13 янв. 2010 г.

В. Мартинович — Паранойя (1/2)

Мартинович Паранойя
  “20 ноября в жилое пространство находящегося на мониторинге объекта в зазор входной двери неуст. лицом было осуществлено вбрасывание бумажного конверта продолговатой формы станд. разм. без маркировки адресата и отправителя. ...

*  Министерство государственной безопасности. Видим. Слышим. Знаем

*  Специфика нашего века заключается в том, что антиутопии могут писаться на совершенно реальном материале. Не нужно больше выдумывать „1984“, просто посмотрите по сторонам.

*  Слова нужно отменить. Если бы не они, все было бы так просто.



*  До какой же степени здесь нечего делать без света — в этом двухкомнатном мирке с дрожащими на стенах играми свечного света! Все мы homo electricus...

*  Человек всегда получает то, чего хотел, то, к чему стремился на самом деле, а не на словах.

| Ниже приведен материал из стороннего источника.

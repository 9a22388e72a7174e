//! Player actions.

use crate::pos::Direction;
use std::fmt;

/// One agent action per step.
#[derive(Clone, Copy, Debug, PartialEq, Eq, Hash)]
pub enum Action {
    /// Move up.
    Up,
    /// Move down.
    Down,
    /// Move left.
    Left,
    /// Move right.
    Right,
    /// Unlock an adjacent locked entity with a carried matching key.
    UseKey,
    /// Collect items at the current cell.
    PickUp,
    /// Advance a turn without moving; effects still tick.
    Wait,
}

impl Action {
    /// Stable integer mapping for discrete action spaces.
    ///
    /// The ordering is part of the external interface; do not reorder.
    pub fn from_index(index: usize) -> Option<Self> {
        match index {
            0 => Some(Action::Up),
            1 => Some(Action::Down),
            2 => Some(Action::Left),
            3 => Some(Action::Right),
            4 => Some(Action::UseKey),
            5 => Some(Action::PickUp),
            6 => Some(Action::Wait),
            _ => None,
        }
    }

    /// Inverse of [`Action::from_index`].
    pub fn index(self) -> usize {
        match self {
            Action::Up => 0,
            Action::Down => 1,
            Action::Left => 2,
            Action::Right => 3,
            Action::UseKey => 4,
            Action::PickUp => 5,
            Action::Wait => 6,
        }
    }

    /// The movement direction for directional actions, else `None`.
    pub fn direction(self) -> Option<Direction> {
        match self {
            Action::Up => Some(Direction::Up),
            Action::Down => Some(Direction::Down),
            Action::Left => Some(Direction::Left),
            Action::Right => Some(Direction::Right),
            _ => None,
        }
    }
}

impl fmt::Display for Action {
    fn fmt(&self, f: &mut fmt::Formatter<'_>) -> fmt::Result {
        let name = match self {
            Action::Up => "up",
            Action::Down => "down",
            Action::Left => "left",
            Action::Right => "right",
            Action::UseKey => "use_key",
            Action::PickUp => "pick_up",
            Action::Wait => "wait",
        };
        write!(f, "{name}")
    }
}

*  Дэн подошел к их рекламе интеллигентски — со всем талантом, открывающимся в человеке, которому светит десять лет. {...} Детище Дэна представляло собой сине-голубой фон, на котором размещалось лицо человека, символизирующего среднестатистического «работника» МГБ. Надо признать, что над выбором лица Дэн поработал так же хорошо, как и над его выражением,— мужчина с венчиком льняных волос на голове смотрел на тебя одновременно очень открыто, доверительно, и вместе с тем — как будто точно зная, где именно и над какими журналами ты онанировал в детстве. Возле его глаз были ленинские лучики. Его губы были сложены в полуулыбку, скорей вермееровскую, чем джокондовскую. Голова — чуть подсвечена сзади, рождая сияние, которое можно было принять за нимб. Человек был одет в темно-синий костюм с добрым бордовым галстуком и беззащитную в своей белизне рубашку. Ощущение было, что на тебя смотрит отец. Или Иисус Христос. Или Бэтмен. К этому плакату можно было ходить причащаться и исповедоваться. И слоган, слоган! «Министерство государственной безопасности. Видим. Слышим. Знаем».

*  Как сказал ему представитель немецкого агентства, занимавшегося сопровождением его текстов, «специфика нашего века заключается в том, что антиутопии могут писаться на совершенно реальном материале. Не нужно больше выдумывать „1984“, просто посмотрите по сторонам». Здесь по-прежнему случались сюжеты, в Западной Европе и США исчерпавшиеся в шестнадцатом веке. Размеренная и сытая жизнь не располагала к шекспировским страстям. Здесь каждый день в новостях можно было прочесть о предательствах и благородстве, о подвигах и низости, и читатель хотел знать, чем живут все эти люди, что чувствуют, как любят и что думают, глядя на ночное небо, и на эти вопросы новости ответить были не в силах, и тут приходил черед Анатолия. Тот факт, что он ни разу не побывал на допросе в МГБ, означал, что его взгляды на ночное небо в целом соответствуют мнению о ночном небе МГБ.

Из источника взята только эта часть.